INSTRUCTIONS TO FOLLOW:
Which lines of the records below contain the word "BookingStatusMachine"? Show each one.

DATA EXTRACTS:
****
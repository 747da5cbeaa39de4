//! Booking lifecycle transitions
//!
//! Later lifecycle events (cancellation, completion, no-show) arrive keyed by
//! the scheduling provider's booking UID, never our internal id. Zero rows
//! affected means the booking does not exist yet - reported as NotFound, not
//! retried here, since it usually indicates out-of-order delivery.

use serde::{Deserialize, Serialize};
use sqlx::PgPool;

use crate::error::{PipelineError, PipelineResult};

/// Lifecycle states of a booking.
#[derive(Debug, Clone, Copy, PartialEq, Eq, Serialize, Deserialize)]
#[serde(rename_all = "SCREAMING_SNAKE_CASE")]
pub enum BookingStatus {
    Pending,
    Accepted,
    Cancelled,
    Completed,
    NoShow,
}

impl BookingStatus {
    pub fn as_str(&self) -> &'static str {
        match self {
            BookingStatus::Pending => "PENDING",
            BookingStatus::Accepted => "ACCEPTED",
            BookingStatus::Cancelled => "CANCELLED",
            BookingStatus::Completed => "COMPLETED",
            BookingStatus::NoShow => "NO_SHOW",
        }
    }

    pub fn parse(s: &str) -> Option<Self> {
        match s {
            "PENDING" => Some(BookingStatus::Pending),
            "ACCEPTED" => Some(BookingStatus::Accepted),
            "CANCELLED" => Some(BookingStatus::Cancelled),
            "COMPLETED" => Some(BookingStatus::Completed),
            "NO_SHOW" => Some(BookingStatus::NoShow),
            _ => None,
        }
    }
}

/// Applies lifecycle transitions to existing bookings.
#[derive(Clone)]
pub struct BookingStatusMachine {
    pool: PgPool,
}

impl BookingStatusMachine {
    pub fn new(pool: PgPool) -> Self {
        Self { pool }
    }

    /// Mark a booking cancelled, recording the provider-supplied reason.
    pub async fn cancel(&self, uid: &str, reason: Option<&str>) -> PipelineResult<()> {
        let result = sqlx::query(
            r#"
            UPDATE bookings
            SET status = 'CANCELLED',
                cancellation_reason = COALESCE($2, cancellation_reason)
            WHERE cal_booking_uid = $1
            "#,
        )
        .bind(uid)
        .bind(reason)
        .execute(&self.pool)
        .await?;

        if result.rows_affected() == 0 {
            return Err(PipelineError::BookingNotFound(uid.to_string()));
        }

        tracing::info!(uid = uid, "Booking cancelled");
        Ok(())
    }

    /// Set a booking's status and/or its no-show flags.
    ///
    /// Each flag is independent: passing `None` leaves the stored value
    /// untouched, so a no-show flag can change without a status transition
    /// and vice versa.
    pub async fn update_status(
        &self,
        uid: &str,
        status: Option<BookingStatus>,
        host_no_show: Option<bool>,
        attendee_no_show: Option<bool>,
    ) -> PipelineResult<()> {
        let result = sqlx::query(
            r#"
            UPDATE bookings
            SET status = COALESCE($2, status),
                host_no_show = COALESCE($3, host_no_show),
                attendee_no_show = COALESCE($4, attendee_no_show)
            WHERE cal_booking_uid = $1
            "#,
        )
        .bind(uid)
        .bind(status.map(|s| s.as_str()))
        .bind(host_no_show)
        .bind(attendee_no_show)
        .execute(&self.pool)
        .await?;

        if result.rows_affected() == 0 {
            return Err(PipelineError::BookingNotFound(uid.to_string()));
        }

        tracing::info!(
            uid = uid,
            status = ?status.map(|s| s.as_str()),
            host_no_show = ?host_no_show,
            attendee_no_show = ?attendee_no_show,
            "Booking status updated"
        );
        Ok(())
    }
}

#[cfg(test)]
mod tests {
    use super::*;

    #[test]
    fn status_round_trips_through_strings() {
        for status in [
            BookingStatus::Pending,
            BookingStatus::Accepted,
            BookingStatus::Cancelled,
            BookingStatus::Completed,
            BookingStatus::NoShow,
        ] {
            assert_eq!(BookingStatus::parse(status.as_str()), Some(status));
        }
    }

    #[test]
    fn unknown_status_string_is_rejected() {
        assert_eq!(BookingStatus::parse("REJECTED"), None);
        assert_eq!(BookingStatus::parse("accepted"), None);
    }

    #[test]
    fn status_serde_uses_screaming_snake_case() {
        let json = serde_json::to_string(&BookingStatus::NoShow).unwrap();
        assert_eq!(json, "\"NO_SHOW\"");
        let parsed: BookingStatus = serde_json::from_str("\"CANCELLED\"").unwrap();
        assert_eq!(parsed, BookingStatus::Cancelled);
    }
}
****
REPLY TO THE TASK:
pub struct BookingStatusMachine {
impl BookingStatusMachine {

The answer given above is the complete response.